***** Entries shown

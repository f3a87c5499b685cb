use thiserror::Error;
use tracing::trace;

use crate::request::Request;
use crate::types::Value;
use crate::unlang::{AttrIndex, AttrPath, Dictionary, Template, TemplateError};

#[derive(Debug, Error)]
pub enum MapError {
    #[error("Unknown operator '{0}' in map entry")]
    UnknownOp(String),

    #[error("Map entry for '{0}' requires a value")]
    MissingValue(String),

    #[error("Left side of a map entry must be an attribute reference, got '{0}'")]
    BadLhs(String),

    #[error(transparent)]
    Template(#[from] TemplateError),
}

/// Operators an `update` block supports.
#[derive(Debug, Clone, Copy, PartialEq, Eq)]
pub enum MapOp {
    /// `=`: set only when no pair with that name exists yet.
    SetIfMissing,
    /// `:=`: replace every existing pair with the one value.
    Assign,
    /// `+=`: append another pair.
    Add,
    /// `==`: filter, keep only pairs equal to the value.
    Filter,
    /// `!*`: unary wildcard delete of all pairs with the name.
    DeleteAll,
}

impl MapOp {
    pub fn from_str(op: &str) -> Option<Self> {
        match op {
            "=" => Some(Self::SetIfMissing),
            ":=" => Some(Self::Assign),
            "+=" => Some(Self::Add),
            "==" => Some(Self::Filter),
            "!*" => Some(Self::DeleteAll),
            _ => None,
        }
    }
}

/// One `LHS op RHS` line of an `update` block (or the inner list of a
/// `map` block).
#[derive(Debug, Clone)]
pub struct AttrMap {
    pub lhs: AttrPath,
    pub op: MapOp,
    pub rhs: Option<Template>,
}

impl AttrMap {
    pub fn parse(attr: &str, op: &str, value: Option<&str>) -> Result<Self, MapError> {
        let op = MapOp::from_str(op).ok_or_else(|| MapError::UnknownOp(op.to_string()))?;

        let lhs = attr
            .strip_prefix('&')
            .ok_or_else(|| MapError::BadLhs(attr.to_string()))?;
        let lhs = AttrPath::parse(lhs)?;

        let rhs = match op {
            MapOp::DeleteAll => None,
            _ => {
                let raw = value.ok_or_else(|| MapError::MissingValue(attr.to_string()))?;
                Some(Template::parse(raw)?)
            }
        };

        Ok(Self { lhs, op, rhs })
    }

    /// Pass-2: fix up the value template and cast literal right-hand sides
    /// to the left-hand attribute's type.
    pub fn fixup(&mut self, dict: &Dictionary) -> Result<(), MapError> {
        if dict.lookup(&self.lhs.name).is_none() {
            return Err(MapError::Template(TemplateError::UnknownAttr(
                self.lhs.name.clone(),
            )));
        }

        if let Some(rhs) = &mut self.rhs {
            rhs.fixup(dict)?;
            if let Some(kind) = dict.kind_of(&self.lhs.name) {
                rhs.cast_in_place(kind)?;
            }
        }
        Ok(())
    }

    /// Apply against request state. Returns whether anything changed.
    pub fn apply(&self, request: &mut Request) -> bool {
        let value = match &self.rhs {
            Some(template) => template.evaluate(request),
            None => None,
        };

        let list = request.list_mut(self.lhs.list);
        let name = &self.lhs.name;

        match self.op {
            MapOp::SetIfMissing => {
                if list.contains(name) {
                    false
                } else if let Some(value) = value {
                    list.push(name.clone(), value);
                    true
                } else {
                    false
                }
            }
            MapOp::Assign => match value {
                Some(value) => {
                    list.replace(name, value);
                    true
                }
                None => false,
            },
            MapOp::Add => match value {
                Some(value) => {
                    list.push(name.clone(), value);
                    true
                }
                None => false,
            },
            MapOp::Filter => match value {
                Some(value) => list.filter(name, &value) > 0,
                None => false,
            },
            MapOp::DeleteAll => {
                let removed = match self.lhs.index {
                    AttrIndex::Nth(_) | AttrIndex::First | AttrIndex::All => {
                        list.remove_all(name)
                    }
                };
                trace!(attr = %name, removed, "wildcard delete");
                removed > 0
            }
        }
    }
}

/// Apply an `update` block's maps in order. Any change makes the whole
/// block count as changed.
pub fn apply_maps(maps: &[AttrMap], request: &mut Request) -> bool {
    let mut changed = false;
    for map in maps {
        changed |= map.apply(request);
    }
    changed
}

/// Template values that describe a dynamic-client definition; see the
/// dynamic-client define section contract.
pub const CLIENT_IP_ATTR: &str = "FreeRADIUS-Client-IP-Address";
pub const CLIENT_SECRET_ATTR: &str = "FreeRADIUS-Client-Secret";
pub const CLIENT_SHORTNAME_ATTR: &str = "FreeRADIUS-Client-Shortname";

#[cfg(test)]
mod tests {
    use super::*;

    fn map(attr: &str, op: &str, value: Option<&str>) -> AttrMap {
        let mut parsed = AttrMap::parse(attr, op, value).unwrap();
        parsed.fixup(&Dictionary::core()).unwrap();
        parsed
    }

    #[test]
    fn set_if_missing_only_sets_once() {
        let mut request = Request::new();
        let m = map("&User-Name", "=", Some("\"alice\""));

        assert!(m.apply(&mut request));
        assert!(!m.apply(&mut request));
        assert_eq!(request.packet.get_all("User-Name").count(), 1);
    }

    #[test]
    fn assign_replaces_all() {
        let mut request = Request::new();
        request.packet.push("Reply-Message", Value::from("a"));
        request.packet.push("Reply-Message", Value::from("b"));

        let m = map("&Reply-Message", ":=", Some("\"only\""));
        assert!(m.apply(&mut request));
        let values: Vec<_> = request.packet.get_all("Reply-Message").collect();
        assert_eq!(values, vec![&Value::from("only")]);
    }

    #[test]
    fn add_appends() {
        let mut request = Request::new();
        let m = map("&reply:Reply-Message", "+=", Some("\"one\""));
        m.apply(&mut request);
        m.apply(&mut request);
        assert_eq!(request.reply.get_all("Reply-Message").count(), 2);
    }

    #[test]
    fn delete_all_is_unary() {
        let mut request = Request::new();
        request.packet.push("Class", Value::from("x"));
        request.packet.push("Class", Value::from("y"));

        let m = map("&Class", "!*", None);
        assert!(m.apply(&mut request));
        assert!(!request.packet.contains("Class"));
    }

    #[test]
    fn literal_rhs_cast_to_lhs_type() {
        let mut request = Request::new();
        let m = map("&Framed-IP-Address", ":=", Some("10.0.0.1"));
        m.apply(&mut request);
        assert_eq!(
            request.packet.get("Framed-IP-Address"),
            Some(&Value::Ipv4Addr([10, 0, 0, 1].into()))
        );
    }

    #[test]
    fn unknown_attr_is_fatal() {
        let mut parsed = AttrMap::parse("&Nope-Attr", ":=", Some("x")).unwrap();
        assert!(parsed.fixup(&Dictionary::core()).is_err());
    }

    #[test]
    fn unknown_op_is_fatal() {
        assert!(matches!(
            AttrMap::parse("&User-Name", "~=", Some("x")),
            Err(MapError::UnknownOp(_))
        ));
    }
}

**********

* **Assigned task**:
Check each line of the material for the word "wildcard". Copy the ones that have it.

* **Completed task**:
    /// `!*`: unary wildcard delete of all pairs with the name.
                trace!(attr = %name, removed, "wildcard delete");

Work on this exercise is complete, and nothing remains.